In many communities, the availability of public-sector security personnel to provide services during countermeasures dispensing is a rate-limiting step. Potential partnerships with private security firms specifically devoted to maintaining public safety and security to provide additional security resources may be a feasible solution to the shortage of public-sector security personnel. Christopher Hetherington, a crisis manager at Citigroup, noted that there are 1.8 million trained private security officers in the United States. The distribution of these private officers is widespread because they are employed at banks and other establishments throughout the country. Just as the Office of Homeland Security already foresees that these officers are a component of their plan to respond to catastrophic events, it is reasonable to anticipate partnerships for protecting the public at PODs and any other alternative sites. Issues regarding recruiting, credentialing, and training of these security personnel would need to be resolved, as would the matter of liability and compensation.

Communication Systems

Finally, communication with the public is a vital function long before, as well as during, a public health emergency. In the case of anthrax exposure, pressure on public and private PODs will be alleviated if exposed individuals know where to go to get medical countermeasures and how to seek medical attention if they are ill. All public health departments, for example, have pre-scripted messages that are ready to be sent out during a public health emergency; yet a multi-layered communication strategy is necessary to reach the greatest number of people. Developing excellent communication systems is an important goal for public–private partnerships, given the multiple avenues through which people now receive their news and education. One speaker observed that the more the public knows, the less likely they are to panic. Speaker Mauskapf spoke of his experience with maintaining strong working partnerships with the media serving his state, Virginia, including the National Association of Broadcasters and local and national newspapers. Mauskapf indicated that his organization is publishing information about and descriptions of anthrax in four languages. Speaker Neff also pointed out the challenge of communicating with and meeting the needs of non-English-speakers, and subsequently the necessity of developing appropriate communication strategies for non-English speakers.

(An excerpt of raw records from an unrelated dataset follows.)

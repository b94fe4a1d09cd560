//! Boundary validation helpers shared by the resource schemas.
//!
//! Schemas derive [`validator::Validate`]; the helpers here cover what the
//! derive cannot express on its own (trim-on-deserialize, rating bounds,
//! flattening errors into one human-readable message).

use serde::{Deserialize, Deserializer};
use validator::{ValidationError, ValidationErrors, ValidationErrorsKind};

/// Lowest accepted testimonial rating.
pub const MIN_RATING: i32 = 1;
/// Highest accepted testimonial rating.
pub const MAX_RATING: i32 = 5;
/// Rating applied when a submission omits it or sends something unparsable.
pub const DEFAULT_RATING: i32 = 5;

/// Deserialize a string and trim surrounding whitespace.
pub fn trimmed<'de, D>(deserializer: D) -> Result<String, D::Error>
where
    D: Deserializer<'de>,
{
    let s = String::deserialize(deserializer)?;
    Ok(s.trim().to_string())
}

/// Deserialize an optional string and trim surrounding whitespace.
pub fn trimmed_opt<'de, D>(deserializer: D) -> Result<Option<String>, D::Error>
where
    D: Deserializer<'de>,
{
    let s = Option::<String>::deserialize(deserializer)?;
    Ok(s.map(|v| v.trim().to_string()))
}

/// Deserialize an optional string, treating `""` the same as absent.
///
/// Settings forms post every field; an empty one means "leave as is".
pub fn non_empty_opt<'de, D>(deserializer: D) -> Result<Option<String>, D::Error>
where
    D: Deserializer<'de>,
{
    let s = Option::<String>::deserialize(deserializer)?;
    Ok(s.filter(|v| !v.is_empty()))
}

/// Reject strings that are empty after trimming.
pub fn not_blank(value: &str) -> Result<(), ValidationError> {
    if value.trim().is_empty() {
        let mut err = ValidationError::new("blank");
        err.message = Some("must not be empty".into());
        return Err(err);
    }
    Ok(())
}

/// Parse a free-form rating, falling back to [`DEFAULT_RATING`].
///
/// Multipart submissions carry the rating as text; anything that is not an
/// integer yields the default. Range checking happens in validation.
pub fn parse_rating(raw: Option<&str>) -> i32 {
    raw.and_then(|r| r.trim().parse::<i32>().ok())
        .unwrap_or(DEFAULT_RATING)
}

/// Flatten validator errors into `field: message; field: message`.
///
/// Fields are sorted so the message is stable across runs.
pub fn flatten_errors(errors: &ValidationErrors) -> String {
    let mut parts: Vec<String> = Vec::new();
    collect(errors, "", &mut parts);
    parts.sort();
    parts.join("; ")
}

fn collect(errors: &ValidationErrors, prefix: &str, out: &mut Vec<String>) {
    for (field, kind) in errors.errors() {
        let path = if prefix.is_empty() {
            field.to_string()
        } else {
            format!("{prefix}.{field}")
        };
        match kind {
            ValidationErrorsKind::Field(field_errors) => {
                for err in field_errors {
                    let msg = err
                        .message
                        .as_ref()
                        .map(|m| m.to_string())
                        .unwrap_or_else(|| format!("failed '{}' check", err.code));
                    out.push(format!("{path}: {msg}"));
                }
            }
            ValidationErrorsKind::Struct(inner) => collect(inner, &path, out),
            ValidationErrorsKind::List(items) => {
                for (idx, inner) in items {
                    collect(inner, &format!("{path}[{idx}]"), out);
                }
            }
        }
    }
}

Other speakers pointed out the key role of the Internet for obtaining and updating information during a highly fluid crisis. Paul Freibert, a public health planner from the Kentucky Public Health Department, noted that one of his subcommittees routinely invites the television stations serving his state to be part of the planning process.

Footnotes

6

Supply Chain Operational Reference.

7

E-ZPass is an electronic toll collection system used throughout the northeast United States that allows participants in the program to preregister accounts so that tolls may be deducted from prepayments made by the users. A small, removable sign attached to the middle of the upper windshield allows participants to pass through tolls without stopping, which ultimately improves the flow rates at toll booths.